“Waiting for the jury to come in” is a good description of what this August has felt like. We’ve all been wondering how our legal system would cope with President Trump -- even as we awaited the broader verdict of public opinion that will come with the November midterm elections.
Many Americans will probably remember how they heard the news Tuesday that 12 of our fellow citizens had voted to convict Trump’s former campaign chairman Paul Manafort on eight felony counts, and that Trump’s personal lawyer Michael Cohen had pleaded guilty to eight counts of his own. It was one of those days when the world seemed suspended momentarily, and then turned a bit, as if on a hinge.
My vantage point couldn’t have been foggier. I was on a sailboat off the coast of Maine, literally in a fogbank, with my cellphone connection fading in and out. So, for some time after the Manafort conviction and the Cohen plea deal, it was impossible to know what had happened. Historians describe battles whose outcome was uncertain to observers because of the smoke of the cannons and the delay of messengers. That’s what Tuesday felt like for me.
As the news was confirmed, I’m sure many people shared a similar sense that our American legal system had worked -- that it had surmounted its first big challenge in containing a lawless and defiant president. This story still has a very long way to go, but if Cohen hadn’t made his plea agreement, and if the Manafort jury hadn’t agreed to convict on some counts, our national narrative would today be headed in a different direction.
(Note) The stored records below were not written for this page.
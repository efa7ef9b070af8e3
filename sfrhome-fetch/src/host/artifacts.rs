//! Debug artifact writer.
//!
//! Debug dumps (`debug_*.html`, `debug_*.xml`, ...) are only written when
//! debug mode is on. Error bodies are always written so that a failed run
//! can be diagnosed after the fact. Write failures never fail the fetch.

use std::path::{Path, PathBuf};

use reqwest::header::HeaderMap;
use sfrhome_core::Cookie;
use tracing::{debug, warn};

/// Writes diagnostic files into a directory.
#[derive(Debug, Clone, PartialEq, Eq)]
pub struct ArtifactWriter {
    dir: PathBuf,
    debug: bool,
}

impl ArtifactWriter {
    /// Creates a writer for `dir`. Debug dumps are written only when
    /// `debug` is true.
    pub fn new(dir: impl Into<PathBuf>, debug: bool) -> Self {
        Self {
            dir: dir.into(),
            debug,
        }
    }

    /// Target directory.
    pub fn dir(&self) -> &Path {
        &self.dir
    }

    /// Returns true if debug dumps are enabled.
    pub fn is_debug(&self) -> bool {
        self.debug
    }

    /// Writes a debug dump named `name` (debug mode only).
    pub async fn dump(&self, name: &str, contents: impl AsRef<[u8]>) -> Option<PathBuf> {
        if !self.debug {
            return None;
        }
        self.write(name, contents.as_ref()).await
    }

    /// Writes the body of a failed step as `debug_<step>_error.html`.
    pub async fn error_body(&self, step: &str, body: impl AsRef<[u8]>) -> Option<PathBuf> {
        self.write(&format!("debug_{step}_error.html"), body.as_ref())
            .await
    }

    /// Writes a masked cookie dump (debug mode only).
    pub async fn dump_cookies(&self, cookies: &[Cookie]) -> Option<PathBuf> {
        self.dump("debug_cookies.txt", format_cookie_dump(cookies))
            .await
    }

    /// Writes a status line plus response headers (debug mode only).
    pub async fn dump_headers(&self, name: &str, status: u16, headers: &HeaderMap) -> Option<PathBuf> {
        self.dump(name, format_headers(status, headers)).await
    }

    async fn write(&self, name: &str, contents: &[u8]) -> Option<PathBuf> {
        let path = self.dir.join(name);
        if let Err(e) = tokio::fs::create_dir_all(&self.dir).await {
            warn!(dir = %self.dir.display(), error = %e, "Cannot create debug directory");
            return None;
        }
        match tokio::fs::write(&path, contents).await {
            Ok(()) => {
                debug!(path = %path.display(), bytes = contents.len(), "Wrote artifact");
                Some(path)
            }
            Err(e) => {
                warn!(path = %path.display(), error = %e, "Failed to write artifact");
                None
            }
        }
    }
}

/// One line per cookie with the value masked.
pub fn format_cookie_dump(cookies: &[Cookie]) -> String {
    cookies
        .iter()
        .map(|c| {
            format!(
                "{}={} ; domain={} ; path={} ; expires={}\n",
                c.name,
                c.masked_value(),
                c.domain,
                c.path,
                c.expires.map_or_else(|| "session".to_string(), |e| e.to_rfc3339()),
            )
        })
        .collect()
}

/// Status line followed by `name: value` header lines. `set-cookie`
/// values are masked.
pub fn format_headers(status: u16, headers: &HeaderMap) -> String {
    let mut out = format!("HTTP {status}\n");
    for (name, value) in headers {
        let value = value.to_str().unwrap_or("<binary>");
        if name == reqwest::header::SET_COOKIE {
            let cookie_name = value.split('=').next().unwrap_or_default();
            out.push_str(&format!("{name}: {cookie_name}=***\n"));
        } else {
            out.push_str(&format!("{name}: {value}\n"));
        }
    }
    out
}

#[cfg(test)]
mod tests {
    use super::*;
    use reqwest::header::{HeaderValue, CONTENT_TYPE, SET_COOKIE};
    use tempfile::TempDir;

    #[tokio::test]
    async fn test_dump_only_in_debug_mode() {
        let dir = TempDir::new().unwrap();

        let quiet = ArtifactWriter::new(dir.path(), false);
        assert_eq!(quiet.dump("debug_login.html", "<html/>").await, None);
        assert!(!dir.path().join("debug_login.html").exists());

        let verbose = ArtifactWriter::new(dir.path(), true);
        let path = verbose.dump("debug_login.html", "<html/>").await.unwrap();
        assert_eq!(std::fs::read_to_string(path).unwrap(), "<html/>");
    }

    #[tokio::test]
    async fn test_error_body_always_written() {
        let dir = TempDir::new().unwrap();
        let writer = ArtifactWriter::new(dir.path().join("sub"), false);

        let path = writer.error_body("mysensors", "denied").await.unwrap();
        assert!(path.ends_with("debug_mysensors_error.html"));
        assert_eq!(std::fs::read_to_string(path).unwrap(), "denied");
    }

    #[test]
    fn test_cookie_dump_masks_values() {
        let dump = format_cookie_dump(&[Cookie::new("sid", "0123456789abcdef", "home.sfr.fr")]);
        assert!(dump.starts_with("sid=012345..."));
        assert!(!dump.contains("abcdef"));
        assert!(dump.contains("expires=session"));
    }

    #[test]
    fn test_headers_mask_set_cookie() {
        let mut headers = HeaderMap::new();
        headers.insert(CONTENT_TYPE, HeaderValue::from_static("text/html"));
        headers.insert(SET_COOKIE, HeaderValue::from_static("sid=secret; Path=/"));

        let out = format_headers(302, &headers);
        assert!(out.starts_with("HTTP 302\n"));
        assert!(out.contains("content-type: text/html"));
        assert!(out.contains("set-cookie: sid=***"));
        assert!(!out.contains("secret"));
    }
}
We can be grateful for some unlikely gifts this week. We’re lucky, as it turns out, that US District Court Judge T.S. Ellis III was so sharp in criticizing prosecutors in the Manafort case that an upset lead attorney, Greg Andres, protested at one point, “The court interrupts every single one of the government’s directs (direct questions), every single one.” After Ellis’ interjections, it will be difficult for Trump’s defenders to argue that the trial was biased in favor of special counsel Robert Mueller and his team.
We’re probably fortunate, too, that the jury reached a split verdict, convicting Manafort on eight out of 18 counts. Reportedly because of one holdout juror, the panel was not unanimously convinced by the entire case presented by the government. For a divided America, this outcome ought to evoke our national icon of justice -- blindfolded and holding a balance in her hand to weigh the evidence fairly.
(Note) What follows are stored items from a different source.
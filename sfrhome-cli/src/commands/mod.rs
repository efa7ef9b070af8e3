//! CLI command implementations.

pub mod config;
pub mod fetch;
pub mod parse;
pub mod serve;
And however odd it seems, we should celebrate the fact that Cohen, the man who did Trump’s legal dirty work for so many years, decided that he wanted to cop a plea -- and in the process, to present himself as a man seeking to serve his country by telling the truth at last about his former boss.
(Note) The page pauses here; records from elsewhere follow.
//! The cookie ladder.
//!
//! Rungs run in priority order until one returns a device list. A failed
//! rung hands over to the next one unless its error ends the ladder
//! (missing credentials, bad URL, protocol drift). Every rung leaves an
//! [`FetchAttempt`] behind so callers can explain a `FAIL`.

use std::ops::ControlFlow;
use std::time::{Duration, Instant};
use tracing::{debug, info, instrument, warn};

use crate::context::FetchContext;
use crate::error::FetchError;
use crate::strategy::{FetchKind, FetchResult, FetchStrategy, LadderState};

// ============================================================================
// Fetch Attempt
// ============================================================================

/// How a rung ended.
#[derive(Debug, Clone, PartialEq, Eq)]
pub enum AttemptStatus {
    /// The rung returned a device list.
    Succeeded,
    /// The rung ran and failed with this message.
    Failed(String),
    /// The rung had nothing to work with (no cookie, no jar).
    Skipped,
}

/// Record of one rung.
#[derive(Debug, Clone)]
pub struct FetchAttempt {
    /// Strategy that ran.
    pub strategy_id: String,
    /// Rung kind.
    pub kind: FetchKind,
    /// How it ended.
    pub status: AttemptStatus,
    /// Time spent on it.
    pub duration: Duration,
}

impl FetchAttempt {
    fn new(strategy: &dyn FetchStrategy, status: AttemptStatus, duration: Duration) -> Self {
        Self {
            strategy_id: strategy.id().to_string(),
            kind: strategy.kind(),
            status,
            duration,
        }
    }

    /// Failure message, if the rung ran and failed.
    pub fn error(&self) -> Option<&str> {
        match &self.status {
            AttemptStatus::Failed(message) => Some(message),
            AttemptStatus::Succeeded | AttemptStatus::Skipped => None,
        }
    }

    /// Returns true if the rung actually ran.
    pub fn ran(&self) -> bool {
        self.status != AttemptStatus::Skipped
    }
}

// ============================================================================
// Fetch Outcome
// ============================================================================

/// Everything a ladder run produced.
#[derive(Debug)]
pub struct FetchOutcome {
    /// Device list, or the error that ended the ladder.
    pub result: Result<FetchResult, FetchError>,
    /// One record per rung considered.
    pub attempts: Vec<FetchAttempt>,
    /// Wall time of the whole run.
    pub duration: Duration,
}

impl FetchOutcome {
    /// Returns true if a device list was obtained.
    pub fn is_success(&self) -> bool {
        self.result.is_ok()
    }

    /// Number of rungs considered, skipped ones included.
    pub fn attempts_count(&self) -> usize {
        self.attempts.len()
    }

    /// The strategy that produced the device list.
    pub fn successful_strategy(&self) -> Option<&str> {
        self.result.as_ref().ok().map(|r| r.strategy_id.as_str())
    }

    /// Failure messages of the rungs that ran, in order.
    pub fn errors(&self) -> Vec<&str> {
        self.attempts.iter().filter_map(FetchAttempt::error).collect()
    }

    /// Terminal ladder state.
    pub fn final_state(&self) -> LadderState {
        if self.is_success() {
            LadderState::Done
        } else {
            LadderState::Fail
        }
    }

    /// States visited by rungs that ran, followed by the terminal state.
    pub fn trace(&self) -> Vec<LadderState> {
        self.attempts
            .iter()
            .filter(|a| a.ran())
            .map(|a| a.kind.ladder_state())
            .chain(std::iter::once(self.final_state()))
            .collect()
    }
}

// ============================================================================
// Fetch Pipeline
// ============================================================================

/// Ordered set of ladder rungs.
pub struct FetchPipeline {
    strategies: Vec<Box<dyn FetchStrategy>>,
}

impl FetchPipeline {
    /// Creates a ladder with no rungs.
    pub fn new() -> Self {
        Self {
            strategies: Vec::new(),
        }
    }

    /// Creates a ladder from `strategies`, highest priority first.
    pub fn with_strategies(mut strategies: Vec<Box<dyn FetchStrategy>>) -> Self {
        strategies.sort_by_key(|s| std::cmp::Reverse(s.priority()));
        Self { strategies }
    }

    /// Number of rungs.
    pub fn len(&self) -> usize {
        self.strategies.len()
    }

    /// Returns true if there are no rungs.
    pub fn is_empty(&self) -> bool {
        self.strategies.is_empty()
    }

    /// Strategy ids in execution order.
    pub fn strategy_ids(&self) -> Vec<&str> {
        self.strategies.iter().map(|s| s.id()).collect()
    }

    /// Walks the ladder until a rung succeeds or an error ends it.
    #[instrument(skip(self, ctx), fields(rungs = self.strategies.len()))]
    pub async fn execute(&self, ctx: &FetchContext) -> FetchOutcome {
        let start = Instant::now();
        let mut attempts = Vec::with_capacity(self.strategies.len());

        let mut result = Err(if self.strategies.is_empty() {
            FetchError::StrategyNotAvailable("no rungs configured".to_string())
        } else {
            FetchError::AllStrategiesFailed
        });

        for strategy in &self.strategies {
            if let ControlFlow::Break(end) = run_rung(strategy.as_ref(), ctx, &mut attempts).await {
                result = end;
                break;
            }
        }

        match &result {
            Ok(found) => info!(strategy = %found.strategy_id, devices = found.devices.len(), "Ladder done"),
            Err(error) => warn!(error = %error, "Ladder failed"),
        }

        FetchOutcome {
            result,
            attempts,
            duration: start.elapsed(),
        }
    }
}

impl Default for FetchPipeline {
    fn default() -> Self {
        Self::new()
    }
}

/// Runs one rung. `Break` carries the ladder's final result.
async fn run_rung(
    strategy: &dyn FetchStrategy,
    ctx: &FetchContext,
    attempts: &mut Vec<FetchAttempt>,
) -> ControlFlow<Result<FetchResult, FetchError>> {
    let state = strategy.kind().ladder_state();

    if !strategy.is_available(ctx).await {
        debug!(strategy = %strategy.id(), ?state, "Rung skipped");
        attempts.push(FetchAttempt::new(strategy, AttemptStatus::Skipped, Duration::ZERO));
        return ControlFlow::Continue(());
    }

    debug!(strategy = %strategy.id(), ?state, "Rung started");
    let started = Instant::now();
    let result = strategy.fetch(ctx).await;
    let elapsed = started.elapsed();

    match result {
        Ok(found) => {
            attempts.push(FetchAttempt::new(strategy, AttemptStatus::Succeeded, elapsed));
            ControlFlow::Break(Ok(found))
        }
        Err(error) => {
            warn!(strategy = %strategy.id(), error = %error, elapsed = ?elapsed, "Rung failed");
            attempts.push(FetchAttempt::new(
                strategy,
                AttemptStatus::Failed(error.to_string()),
                elapsed,
            ));
            if strategy.should_fallback(&error) {
                ControlFlow::Continue(())
            } else {
                debug!(strategy = %strategy.id(), class = ?error.class(), "Error ends the ladder");
                ControlFlow::Break(Err(error))
            }
        }
    }
}

// ============================================================================
// Tests
// ============================================================================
Though six of the counts to which Cohen pleaded guilty involved fraud schemes that had no apparent connection to Trump, the last two directly implicated the president. Here’s how his lawyer, Lanny Davis, described the implication of Cohen’s plea that he facilitated payments to a porn star and Playboy playmate: “Donald Trump directed him to commit a crime by making payments to two women for the principal purpose of influencing an election.”
The Cohen case, so far, has nothing to do with the two central allegations at the heart of the Mueller probe: obstruction of justice and election collusion with Russia. But interestingly, Russia does figure in Cohen’s motivations, according to Davis: After watching Trump support Russian President Vladimir Putin against US intelligence agencies at the press conference following the Helsinki summit, Cohen “worried about the future of the country with somebody who was aligning himself with Mr. Putin,” Davis told NBC on Wednesday.
As Trump’s world collapses around him, the danger for the country arguably increases. Trump could lash out at his tormentors, reasoning that a constitutional crisis is his only possible salvation; the partisan fever in America could spike even further, with angry people on both sides taking to the streets; and foreign adversaries could seek to exploit our troubles.
But this week, it seems more likely that America is heading toward a gradual recovery from the trauma of the Trump presidency. For Republicans, there is a last chance over these next two months to finally show some guts and principle by separating themselves from Trump.
Then comes the November election, and it seems a reasonable bet, after Tuesday, to trust in the good sense of the American public.